Psychotherapy is the treatment of emotional distress by Psychological means. Counselling is “providing guidance in resolving personal and psychological problems” (Oxford dictionary).

Having someone to listen non-judgmentally with compassion and empathy can improve emotional well-being. The world at the moment is quite judgemental and critical at times. Having a safe space to go to, where you can develop trust with a therapist, can give a person the breathing space to express their emotions, work through certain issues and come to some resolution. If an issue is unresolved that has caused deep hurt, it can continue to fester on a sub-conscious and conscious level. It may seem to be resolved, but certain things can trigger memories or make a person aware that the issue is still causing some distress.

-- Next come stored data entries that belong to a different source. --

//! Session-scoped type registry

use std::sync::Arc;

use dashmap::DashMap;

use crate::id::ElemID;
use crate::model::{Element, PrimitiveKind, TypeRef};

/// What the registry knows about a type so far.
#[derive(Debug, Clone, Copy, PartialEq, Eq)]
pub enum TypeShape {
    /// Referenced but not (yet) declared.
    Placeholder,
    Primitive(PrimitiveKind),
    Object,
}

/// Get-or-create cache of types keyed by id. Every lookup of one name within a
/// registry hands out the same shared handle, so field type references resolve
/// to one representation per session.
///
/// One registry belongs to one parse/merge session. It is shared by reference
/// (usually through an `Arc`) among that session's parser workers; the map is
/// the session-scoped lock.
pub struct TypeRegistry {
    types: DashMap<ElemID, (Arc<ElemID>, TypeShape)>,
}

impl TypeRegistry {
    /// A fresh registry holding only the builtin primitives.
    pub fn new() -> Self {
        let registry = TypeRegistry {
            types: DashMap::new(),
        };
        for kind in [PrimitiveKind::String, PrimitiveKind::Number, PrimitiveKind::Boolean] {
            registry.declare(&ElemID::builtin(kind.keyword()), TypeShape::Primitive(kind));
        }
        registry
    }

    /// Resolve a qualified source name (`salesforce_string`).
    pub fn get_or_create(&self, qualified_name: &str) -> TypeRef {
        self.get_or_create_id(&ElemID::from_qualified(qualified_name))
    }

    pub fn get_or_create_id(&self, id: &ElemID) -> TypeRef {
        if let Some(entry) = self.types.get(id) {
            return TypeRef::from_handle(entry.0.clone());
        }
        let entry = self
            .types
            .entry(id.clone())
            .or_insert_with(|| (Arc::new(id.clone()), TypeShape::Placeholder));
        TypeRef::from_handle(entry.0.clone())
    }

    /// Record what a type is. A placeholder is upgraded in place so handles
    /// already given out stay valid; an already declared shape is kept.
    pub fn declare(&self, id: &ElemID, shape: TypeShape) -> TypeRef {
        let mut entry = self
            .types
            .entry(id.clone())
            .or_insert_with(|| (Arc::new(id.clone()), TypeShape::Placeholder));
        if entry.1 == TypeShape::Placeholder {
            entry.1 = shape;
        }
        TypeRef::from_handle(entry.0.clone())
    }

    /// Declare the type an element defines, if it defines one.
    pub fn register_element(&self, element: &Element) -> Option<TypeRef> {
        match element {
            Element::Primitive(p) => Some(self.declare(&p.elem_id, TypeShape::Primitive(p.primitive))),
            Element::Object(o) => Some(self.declare(&o.elem_id, TypeShape::Object)),
            Element::Field(_) | Element::Instance(_) => None,
        }
    }

    pub fn shape(&self, id: &ElemID) -> Option<TypeShape> {
        self.types.get(id).map(|entry| entry.1)
    }

    pub fn lookup(&self, id: &ElemID) -> Option<TypeRef> {
        self.types.get(id).map(|entry| TypeRef::from_handle(entry.0.clone()))
    }

    /// Rebind a reference to this registry's handle for its id.
    pub fn intern(&self, type_ref: &TypeRef) -> TypeRef {
        self.get_or_create_id(type_ref.id())
    }

    /// Rebind every type reference an element holds (after deserialization or
    /// when taking in adapter-built elements).
    pub fn intern_element(&self, element: &mut Element) {
        for type_ref in element.type_refs_mut() {
            *type_ref = self.intern(type_ref);
        }
    }

    pub fn len(&self) -> usize {
        self.types.len()
    }

    pub fn is_empty(&self) -> bool {
        self.types.is_empty()
    }

    /// All known ids, sorted.
    pub fn ids(&self) -> Vec<ElemID> {
        let mut ids: Vec<ElemID> = self.types.iter().map(|entry| entry.key().clone()).collect();
        ids.sort();
        ids
    }

    /// Ids referenced but never declared.
    pub fn unresolved(&self) -> Vec<ElemID> {
        let mut ids: Vec<ElemID> = self
            .types
            .iter()
            .filter(|entry| entry.value().1 == TypeShape::Placeholder)
            .map(|entry| entry.key().clone())
            .collect();
        ids.sort();
        ids
    }
}

impl Default for TypeRegistry {
    fn default() -> Self {
        Self::new()
    }
}
//! Test utilities for cairn-core

use crate::id::ElemID;
use crate::model::{Element, Fragment, InstanceElement, ObjectType, SourcePath, TypeRef, Values};

/// Object type `adapter.name` with builtin-string fields.
pub fn object(adapter: &str, name: &str, fields: &[&str]) -> ObjectType {
    let mut object = ObjectType::new(ElemID::new_type(adapter, name));
    for field in fields {
        object.add_field(*field, TypeRef::detached(ElemID::builtin("string")));
    }
    object
}

/// Same as [`object`], placed at `path`.
pub fn object_at(adapter: &str, name: &str, fields: &[&str], path: &[&str]) -> Element {
    Element::Object(object(adapter, name, fields).with_path(SourcePath::new(path.iter().copied())))
}

pub fn instance(adapter: &str, type_name: &str, name: &str, value: serde_json::Value) -> InstanceElement {
    let values: Values = match value {
        serde_json::Value::Object(map) => map.into_iter().collect(),
        _ => Values::new(),
    };
    InstanceElement::new(
        TypeRef::detached(ElemID::new_type(adapter, type_name)),
        name,
        values,
    )
}

pub fn fragment(element: impl Into<Element>, origin: &str) -> Fragment {
    Fragment::new(element, origin)
}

The therapist may need to work with clients that are culturally different and to be aware of those differences. Therapy should be relatively non-directive. It can help the client develop self-awareness and a better understanding of themselves. It allows them to change specific aspects of their feelings, thoughts and behaviour that may not be serving them well. It can also help a person clarify some issues and make decisions. They may feel blocked or stuck. People have the capacity to understand their problems and the resources to resolve them. But sometimes they may need help realising that.

The therapist needs to be able to listen to verbal and non-verbal messages and their contexts. Confidentiality, genuineness and respect is also important. As well as identifying and exploring defense mechanisms.

If people can sort out some of their issues it is possible to live a more fulfilling, satisfying and productive life that has more purpose and meaning. Various areas can be worked with e.g. grief and addiction. There are different schools of therapy e.g. Gestalt, Regression etc. Different types of therapy are suited to different people.

The therapist would need to be comfortable with certain experiences and have a good understanding of them e.g. Hearing voices. To be able to help a person in ‘psychosis’ would require specialized training. The person in distress can be quite perceptive, even when they seem “out of it”. Family therapy may also be needed. If there is turmoil in a family this should happen early on before relationships break down or become more dysfunctional.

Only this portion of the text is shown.